Unit – 8
Mechanical Vibrations
Q1) Define Vibration. Give its causes and effects.
A1) Vibration:
“Any motion which repeats itself after an interval of time is called vibration.”
E.g.: Swinging of simple pendulum
Causes of vibration:
- Unbalanced forces in the machine.
- External excitations applied on the system.
- Elastic nature of the system
- Winds, Earthquakes etc.
Effect of Vibration
Produces unwanted noise, high stresses, wear, poor reliability and premature failure of one or more of the parts.
In spite of these harmful effects, it is used in musical instruments, vibrating conveyors etc.
Q2) Explain the elements of Vibratory System
A2) Any vibratory system consists of three elements
- Spring:For storing internal potential energy
- Mass:For storing kinetic energy
- Damper:For gradually dissipating energy
Fig.

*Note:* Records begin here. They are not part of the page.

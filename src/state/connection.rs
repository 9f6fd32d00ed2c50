//! Connection bridge.
//!
//! Each attached player gets two loops: a reader that decodes inbound frames
//! and applies them to the game, and a writer that drains the player's
//! outbound queue onto the socket. The game never waits on a socket; a
//! stalled client only backs up its own queue.
//!
//! The loops work on [`Frame`]s over any `Stream`/`Sink` pair so that the
//! transport (axum's WebSocket in production, in-memory channels in tests)
//! stays outside this module.

use std::fmt::Display;
use std::sync::Arc;

use futures::{pin_mut, Sink, SinkExt, Stream, StreamExt};
use tracing::{debug, info, warn};

use super::manager::{GameManager, ManagerError, SharedGame};
use super::player::{outbound_queue, OutboundReceiver, PlayerId};
use super::protocol::{ClientMessage, ServerMessage};

/// A transport frame.
#[derive(Debug, Clone, PartialEq, Eq)]
pub enum Frame {
    Text(String),
    Close,
}

/// Attach a connection to a game and run it until it ends.
///
/// Unknown or full games get an error message followed by a close frame.
pub async fn serve_connection<S, K, E>(
    manager: Arc<GameManager>,
    game_id: String,
    incoming: S,
    outgoing: K,
) where
    S: Stream<Item = Result<Frame, E>>,
    K: Sink<Frame> + Send + 'static,
    K::Error: Display + Send,
    E: Display,
{
    let (tx, rx) = outbound_queue();

    let (player_id, game) = match manager.join_game(&game_id, tx) {
        Ok(joined) => joined,
        Err(err) => {
            let message = match err {
                ManagerError::NotFound => {
                    warn!(game_id = %game_id, "websocket request with invalid game id");
                    ServerMessage::ErrGameId { gid: game_id }
                }
                ManagerError::Full { max } => {
                    warn!(game_id = %game_id, max, "websocket request for full game");
                    ServerMessage::ErrGameFull { gid: game_id, max }
                }
            };
            reject(outgoing, message).await;
            return;
        }
    };

    let writer = tokio::spawn(write_loop(outgoing, rx, player_id));
    read_loop(incoming, game, player_id).await;

    // Dropping the player closes its queue, which ends the writer.
    if manager.leave_game(&game_id, player_id).is_some() {
        info!(game_id = %game_id, player_id, "connection closed");
    }

    if let Err(err) = writer.await {
        warn!(player_id, %err, "writer task failed");
    }
}

/// Send a single fatal message and close.
async fn reject<K>(outgoing: K, message: ServerMessage)
where
    K: Sink<Frame>,
    K::Error: Display,
{
    pin_mut!(outgoing);
    let text = match message.to_text() {
        Ok(text) => text,
        Err(err) => {
            warn!(%err, "failed to encode error message");
            return;
        }
    };
    if let Err(err) = outgoing.send(Frame::Text(text)).await {
        debug!(%err, "failed to send error message");
        return;
    }
    let _ = outgoing.send(Frame::Close).await;
}

/// Decode inbound frames and apply them to the game until the connection
/// closes or fails.
pub async fn read_loop<S, E>(incoming: S, game: SharedGame, player_id: PlayerId)
where
    S: Stream<Item = Result<Frame, E>>,
    E: Display,
{
    pin_mut!(incoming);

    while let Some(frame) = incoming.next().await {
        match frame {
            Ok(Frame::Text(text)) => match ClientMessage::parse(&text) {
                Ok(ClientMessage::Flip { index }) => {
                    // Outcome and rejections are reported through the queues.
                    let _ = game.lock().handle_flip(player_id, index);
                }
                Err(err) => debug!(player_id, %err, "ignoring malformed message"),
            },
            Ok(Frame::Close) => break,
            Err(err) => {
                debug!(player_id, %err, "connection error");
                break;
            }
        }
    }
}

/// Drain the outbound queue onto the connection.
pub async fn write_loop<K>(outgoing: K, mut outbound: OutboundReceiver, player_id: PlayerId)
where
    K: Sink<Frame>,
    K::Error: Display,
{
    pin_mut!(outgoing);

    while let Some(message) = outbound.recv().await {
        let text = match message.to_text() {
            Ok(text) => text,
            Err(err) => {
                warn!(player_id, %err, "failed to encode message");
                continue;
            }
        };
        if let Err(err) = outgoing.send(Frame::Text(text)).await {
            debug!(player_id, %err, "write failed");
            return;
        }
    }

    let _ = outgoing.send(Frame::Close).await;
}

Shows a basic vibratory system. The energy enters the system with the application of external force known as external excitation. Due to excitation mass is disturbed from its mean position and mass starts vibrating between two extreme positions. During this vibrations, potential energy and kinetic energy are converted into one another periodically. Hence, system continues to vibrate.
Now, if some damper is provided to oppose the motion of mass, then some amount of energy is dissipated in each cycle due to damping effect and system decays gradually.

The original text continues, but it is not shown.